Per i meno avvezzi, mr Hancock è un giornalista di pseudo-archeologia misterica: egli ricerca i cosiddetti OOpart, oggetti ritrovati, in siti archeologici, che non dovrebbero appartenere all’epoca alla quale si sta scavando – che so, un joypad di una Playstation in un sito Inca.
Assieme ai Gilgamesh del complotto Zacharia Sitchin e Peter Kolosimo, Hancock è re e anche imperatore della fuffa, dell’anti-scientificità, dell’anti-accademismo. Nella visione hancockiana, noi accademici siamo tutti un branco di cretini, incancreniti nelle nostre convinzioni, che usiamo come immutabili fondamenta per il culo sulla poltrona dell’ufficio universitario. Chiunque abbia mai frequentato un’università potrà facilmente rendersi conto che siamo fin troppo sottopagati per non inseguire un’idea che stimoli la nostra curiosità e la nostra passione.
Ma Hancock ha bisogno di un nemico, e dunque egli odia l’accademia.
Tornando a noi. Laddove Sitchin aveva le sue tavolette maltradotte dal sumero e i suoi Annunaki, Kolosimo i suoi viaggiatori spazio-temporali, Hancock tiene maggiormente i piedi per terra e si ispira alla lore di Assassin’s Creed: chi c’era prima di noi? Siamo la prima civiltà industrializzata e unitaria su scala mondiale o c’è stata, prima di quella corrente, durante, magari, per comodità, l’ultima era glaciale, un’altra civiltà che ha sviluppato piattaforme streaming dove distribuire fuffa? E che, poi, purtroppo, riposino in pace, siano stati inghiottiti dai flutti come Atlantide – ah, ops, non come, ma PROPRIO Atlantide?
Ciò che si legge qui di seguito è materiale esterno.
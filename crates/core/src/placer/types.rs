//! Types for the placer module.

use serde::{Deserialize, Serialize};
use std::fmt;
use std::path::{Path, PathBuf};

use crate::discovery::CandidateFile;

/// Why nothing needs to happen for a file.
#[derive(Debug, Clone, PartialEq, Eq, Serialize, Deserialize)]
#[serde(tag = "reason", rename_all = "snake_case")]
pub enum NoOpReason {
    /// The file (or another link to it) already sits at `path`.
    AlreadyInPlace { path: PathBuf },
    /// Byte-identical content already occupies `path`. The source is kept.
    DuplicateAt { path: PathBuf },
}

/// Why a file was left where it is.
#[derive(Debug, Clone, PartialEq, Eq, Serialize, Deserialize)]
#[serde(tag = "reason", rename_all = "snake_case")]
pub enum AbandonReason {
    SuffixSpaceExhausted { max_suffix: u32 },
}

impl fmt::Display for AbandonReason {
    fn fmt(&self, f: &mut fmt::Formatter<'_>) -> fmt::Result {
        match self {
            Self::SuffixSpaceExhausted { max_suffix } => {
                write!(f, "suffix space exhausted (tried _1 to _{})", max_suffix)
            }
        }
    }
}

/// The action chosen for one file. Drives at most one filesystem mutation.
#[derive(Debug, Clone, PartialEq, Eq, Serialize, Deserialize)]
#[serde(tag = "decision", rename_all = "snake_case")]
pub enum PlacementDecision {
    NoOp {
        from: PathBuf,
        reason: NoOpReason,
    },
    Move {
        from: PathBuf,
        to: PathBuf,
    },
    MoveWithSuffix {
        from: PathBuf,
        to: PathBuf,
        suffix: u32,
    },
    Abandon {
        from: PathBuf,
        reason: AbandonReason,
    },
}

impl PlacementDecision {
    /// Metric and report label.
    pub fn label(&self) -> &'static str {
        match self {
            Self::NoOp { .. } => "noop",
            Self::Move { .. } => "move",
            Self::MoveWithSuffix { .. } => "move_with_suffix",
            Self::Abandon { .. } => "abandon",
        }
    }

    pub fn source(&self) -> &Path {
        match self {
            Self::NoOp { from, .. }
            | Self::Move { from, .. }
            | Self::MoveWithSuffix { from, .. }
            | Self::Abandon { from, .. } => from,
        }
    }

    /// Target of a move, if this decision moves anything.
    pub fn target(&self) -> Option<&Path> {
        match self {
            Self::Move { to, .. } | Self::MoveWithSuffix { to, .. } => Some(to),
            Self::NoOp { .. } | Self::Abandon { .. } => None,
        }
    }

    /// Where the content lives once the decision has been carried out.
    pub fn final_path(&self) -> &Path {
        match self {
            Self::Move { to, .. } | Self::MoveWithSuffix { to, .. } => to,
            Self::NoOp {
                reason: NoOpReason::AlreadyInPlace { path },
                ..
            } => path,
            Self::NoOp { from, .. } | Self::Abandon { from, .. } => from,
        }
    }
}

impl fmt::Display for PlacementDecision {
    fn fmt(&self, f: &mut fmt::Formatter<'_>) -> fmt::Result {
        match self {
            Self::NoOp {
                reason: NoOpReason::AlreadyInPlace { path },
                ..
            } => write!(f, "already at {}", path.display()),
            Self::NoOp {
                reason: NoOpReason::DuplicateAt { path },
                ..
            } => write!(f, "identical copy at {}", path.display()),
            Self::Move { to, .. } => write!(f, "move to {}", to.display()),
            Self::MoveWithSuffix { to, suffix, .. } => {
                write!(f, "move to {} (suffix {})", to.display(), suffix)
            }
            Self::Abandon { reason, .. } => write!(f, "abandoned: {}", reason),
        }
    }
}

/// How a move was carried out.
#[derive(Debug, Clone, Copy, PartialEq, Eq, Serialize, Deserialize)]
#[serde(rename_all = "snake_case")]
pub enum MoveMethod {
    /// Same-volume move: link at the target, then unlink the source.
    Rename,
    /// Copy, verify, then remove the source.
    CopyVerified,
}

/// Input to [`Placer::place`](super::Placer::place).
#[derive(Debug, Clone)]
pub struct PlacementRequest {
    pub file: CandidateFile,
    /// Absolute canonical destination (archive root joined with the planned path).
    pub destination: PathBuf,
    /// Decide only, never mutate.
    pub dry_run: bool,
}

/// Result of a placement.
#[derive(Debug, Clone, PartialEq, Eq, Serialize, Deserialize)]
pub struct PlacementResult {
    pub decision: PlacementDecision,
    /// Set when a move was actually performed.
    pub method: Option<MoveMethod>,
    pub duration_ms: u64,
}

impl PlacementResult {
    pub fn performed(&self) -> bool {
        self.method.is_some()
    }
}

#[cfg(test)]
mod tests {
    use super::*;

    #[test]
    fn test_final_path() {
        let from = PathBuf::from("/lib/in/a.pdf");
        let to = PathBuf::from("/lib/By-ISBN/x/A.pdf");

        let moved = PlacementDecision::Move {
            from: from.clone(),
            to: to.clone(),
        };
        assert_eq!(moved.final_path(), to.as_path());
        assert_eq!(moved.target(), Some(to.as_path()));

        let duplicate = PlacementDecision::NoOp {
            from: from.clone(),
            reason: NoOpReason::DuplicateAt { path: to.clone() },
        };
        assert_eq!(duplicate.final_path(), from.as_path());
        assert_eq!(duplicate.target(), None);
    }

    #[test]
    fn test_decision_serialization() {
        let decision = PlacementDecision::Abandon {
            from: PathBuf::from("/lib/a.pdf"),
            reason: AbandonReason::SuffixSpaceExhausted { max_suffix: 9 },
        };
        let json = serde_json::to_value(&decision).unwrap();
        assert_eq!(json["decision"], "abandon");
        assert_eq!(json["reason"]["reason"], "suffix_space_exhausted");
        assert_eq!(decision.label(), "abandon");
        assert_eq!(
            decision.to_string(),
            "abandoned: suffix space exhausted (tried _1 to _9)"
        );
    }
}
Sostanzialmente la teoria di Hancock è piu’ classica, nel senso platoniano del termine, e meno prona al delirio rispetto a quelle di Sitchin e Kolosimo, e, dunque, piu’ difficile da debunkare, e anche piu’ semplice da trasmettere alle folle: semplicemente perché non è possibile visitare la maggior parte dei luoghi nei quali Hancock sostiene che questa fantomatica civiltà, annichilita dall’antica apocalisse, abbia prosperato, in quanto, banalmente, sommersi dai mari. Infatti, il pianeta Terra attraversa periodi di glaciazioni e riscaldamento, che durano in genere svariate migliaia di anni. L’ultimo periodo di massimo glaciale è terminato circa nel 12.000 avanti Cristo, poi seguito dalla rapidissima serie di eventi dello Younger Dryas, durata circa un secolo. Durante l’ultima glaciazione, il livello dei mari era così basso che Malta e la Sicilia erano unite; l’Adriatico sostanzialmente non esisteva; lo stretto di Bering era una desolata landa denominata Beringia e l’arcipelago indonesiano un’unica terra emersa chiamata, fantasiosamente, dai geologi, Sundaland. Il periodo immediatamente seguente, definito Younger Dryas dal nome di una conifera nordamericana, ha portato all’improvviso innalzamento dei mari, periodi di caldo imprevisto, e, infine, il lento scioglimento delle calotte glaciali che ricoprivano nord America ed Europa, rispettivamente fino al Minnesota e alla Borgogna. Creando il mondo come lo conosciamo ora. Tale disastro, giudizio chiaramente relativo, si deve presumibilmente ad una tempesta di meteore o ai frammenti di una cometa che impattarono proprio sulle calotte glaciali, causando, in Nord America, l’improvvisa esondazione di un lago glaciale – il lago Missoula – corrispondente allo stato di Washington, avvenuta nel giro di pochi anni, in ciò che viene ora definito il Washington Scabland. Qui l’articolo di Nature.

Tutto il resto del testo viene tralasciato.